En Belgique, les associations dénoncent une réforme envisagée par le Ministère de la justice qui entend intégrer les ASBL (Associations Sans But Lucratif) – équivalent aux associations loi 1901 en France – au Code des sociétés, à l’image des entreprises commerciales. Elles craignent non seulement que la spécificité de leur objet et de leur action sans but pécuniaire soit mise à mal, mais aussi de se voir progressivement appliquer les mêmes règles que les entités juridiques ayant une vocation purement économique, c’est à dire les entreprises. Pourtant, l’esprit des associations doit, en principe, rester en marge des logiques de marché.
Peut-on dissoudre les associations dans le droit commercial ? Alors qu’elles sont de plus en plus nombreuses à avoir des activités connexes de type économique, peut-on vraiment les comparer à de quelconques entreprises conventionnelles ? Voici résumé en quelques mots les questions fondamentales posées par la réforme actuellement envisagée par le Ministère de la justice belge. Un projet qui risque de fondamentalement bousculer la liberté d’association dans un but non lucratif.
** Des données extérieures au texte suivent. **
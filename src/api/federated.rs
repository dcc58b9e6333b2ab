//! Federated sign-in endpoints.
//!
//! The handshake nonce and PKCE verifier travel in two http-only cookies scoped to
//! `/auth/federated`; the state cookie also carries the handshake expiry so the callback can
//! enforce the lifetime server-side.

// crates.io
use axum::{
	Json,
	extract::{Query, State},
	http::{StatusCode, header},
	response::{IntoResponse, Response},
};
use axum_extra::extract::cookie::{Cookie, CookieJar, SameSite};
// self
use crate::{
	_prelude::*,
	api::{AppState, SessionBody},
	config::AuthConfig,
	error::AuthenticationError,
	federation::Handshake,
};

/// Cookie holding the CSRF nonce and handshake expiry.
pub const STATE_COOKIE: &str = "oauth_state";
/// Cookie holding the PKCE verifier.
pub const VERIFIER_COOKIE: &str = "oauth_verifier";

const COOKIE_PATH: &str = "/auth/federated";

/// Query parameters of the provider callback.
#[derive(Debug, Default, Deserialize)]
#[serde(default)]
pub struct CallbackQuery {
	code: Option<String>,
	state: Option<String>,
	error: Option<String>,
}

/// `POST /auth/federated/verify-token` body.
#[derive(Debug, Default, Deserialize)]
#[serde(default, rename_all = "camelCase")]
pub struct VerifyTokenRequest {
	id_token: String,
}

/// `GET /auth/federated/start`: sets the handshake cookies and redirects to the provider.
pub async fn start(
	State(state): State<AppState>,
	jar: CookieJar,
) -> Result<(CookieJar, Response)> {
	let (handshake, authorize_url) = state.authority.begin_federation()?;
	let config = state.authority.config();
	let jar = jar
		.add(handshake_cookie(
			STATE_COOKIE,
			format!("{}.{}", handshake.nonce(), handshake.expires_at().unix_timestamp()),
			config,
		))
		.add(handshake_cookie(VERIFIER_COOKIE, handshake.pkce_verifier().to_owned(), config));

	Ok((jar, found(authorize_url.as_str())))
}

/// `GET /auth/federated/callback`: completes the handshake and redirects to the front end.
///
/// Every outcome is a redirect; failures land on `/login?error=<reason>`.
pub async fn callback(
	State(state): State<AppState>,
	jar: CookieJar,
	Query(query): Query<CallbackQuery>,
) -> (CookieJar, Response) {
	let config = state.authority.config();
	let handshake = restore_handshake(&jar);
	let jar = jar
		.remove(Cookie::build((STATE_COOKIE, "")).path(COOKIE_PATH))
		.remove(Cookie::build((VERIFIER_COOKIE, "")).path(COOKIE_PATH));

	if let Some(error) = &query.error {
		tracing::info!(%error, "provider returned an error to the callback");
	}

	let Some(handshake) = handshake else {
		tracing::warn!("federation callback without a pending handshake");

		return (jar, login_redirect(config, "invalid_state"));
	};

	match state
		.authority
		.complete_federation(handshake, query.state.as_deref(), query.code.as_deref())
		.await
	{
		Ok(grant) => {
			let location = app_location(config, "/auth/callback", &[
				("accessToken", grant.tokens.access_token.expose()),
				("refreshToken", grant.tokens.refresh_token.expose()),
			]);

			(jar, found(location.as_str()))
		},
		Err(Error::Authentication(AuthenticationError::HandshakeRejected(rejection))) =>
			(jar, login_redirect(config, rejection.reason())),
		Err(e) => {
			if e.is_internal() {
				tracing::error!(error = %e, "federated sign-in failed");
			} else {
				tracing::warn!(error = %e, "federated sign-in failed");
			}

			(jar, login_redirect(config, "oauth_failed"))
		},
	}
}

/// `POST /auth/federated/verify-token`.
pub async fn verify_token(
	State(state): State<AppState>,
	Json(request): Json<VerifyTokenRequest>,
) -> Result<Json<SessionBody>> {
	let grant = state.authority.sign_in_with_id_token(&request.id_token).await?;

	Ok(Json(grant.into()))
}

fn handshake_cookie(name: &'static str, value: String, config: &AuthConfig) -> Cookie<'static> {
	Cookie::build((name, value))
		.path(COOKIE_PATH)
		.http_only(true)
		.secure(config.secure_cookies)
		.same_site(SameSite::Lax)
		.max_age(config.handshake_ttl)
		.build()
}

fn restore_handshake(jar: &CookieJar) -> Option<Handshake> {
	let (nonce, expires_at) = jar.get(STATE_COOKIE)?.value().rsplit_once('.')?;
	let expires_at = OffsetDateTime::from_unix_timestamp(expires_at.parse().ok()?).ok()?;
	let verifier = jar.get(VERIFIER_COOKIE)?.value();

	if nonce.is_empty() || verifier.is_empty() {
		return None;
	}

	Some(Handshake::restore(nonce, verifier, expires_at))
}

fn app_location(config: &AuthConfig, path: &str, params: &[(&str, &str)]) -> Url {
	let mut url = config.app_url.clone();

	url.set_path(&format!("{}{path}", config.app_url.path().trim_end_matches('/')));
	url.set_query(None);

	if !params.is_empty() {
		url.query_pairs_mut().extend_pairs(params);
	}

	url
}

fn login_redirect(config: &AuthConfig, reason: &str) -> Response {
	found(app_location(config, "/login", &[("error", reason)]).as_str())
}

fn found(location: &str) -> Response {
	(StatusCode::FOUND, [(header::LOCATION, location.to_owned())]).into_response()
}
Une réforme qui menace la loi sur la liberté d’association de 1921
Outre la fusion en sein d’un même code des associations et des sociétés commerciale, cette réforme libérale prévoit que les associations pourraient désormais exercer une activité économique à titre principal. Ce que les professionnels du secteur dénoncent comme une « suppression de la loi sur la liberté d’association de 1921 » (comparable à la loi de 1901 en France), rien que ça ! En effet, la réforme radicale risque de bouleverser un paysage qui était jusqu’à présent relativement clair. « Considérant que la majorité des asbl ont une activité économique, [le ministère de la justice] souhaite ne plus […] différencier [les associations] des sociétés commerciales et propose donc de les intégrer dans le droit classique des sociétés » s’insurgent les auteurs d’une pétition sur le site Avaaz.
Or, si les associations ont des activités économiques – souvent indispensables d’ailleurs étant donné que l’austérité ne fait aucun cadeau avec des subventions en baisse – elles n’ont pas comme objectif de faire du profit. L’activité économique elle même est par nature accessoire, de quoi garantir la réalisation d’un objectif à but sociétal ou culturel. Les associations se définissent avant tout comme des regroupements libres de personnes qui partagent la volonté de s’engager dans un projet sans but commercial. Jusqu’à présent elles restaient donc protégées par le droit de toute confusion possible.
En effet, jusqu’à présent, le droit national et une jurisprudence constante permettaient de bien dissocier les association des entreprises, même lorsque les premières intervenaient dans l’économie. En leur permettant d’avoir des activités commerciales, lorsque ces dernières sont accessoires et sans but intéressé, le législateur et les juges ont établi un équilibre pragmatique qui permet de conserver la spécificité du travail associatif et de ne pas considérer les associations comme des entreprises – soumis à un régime plus contraignant – dès lors qu’elles échangeraient des biens et des services. Rappellons que le fondement d’une association est d’offrir des « services » qui ne sont pas rendus par le monde marchand ou l’État, le tout de manière désintéressée.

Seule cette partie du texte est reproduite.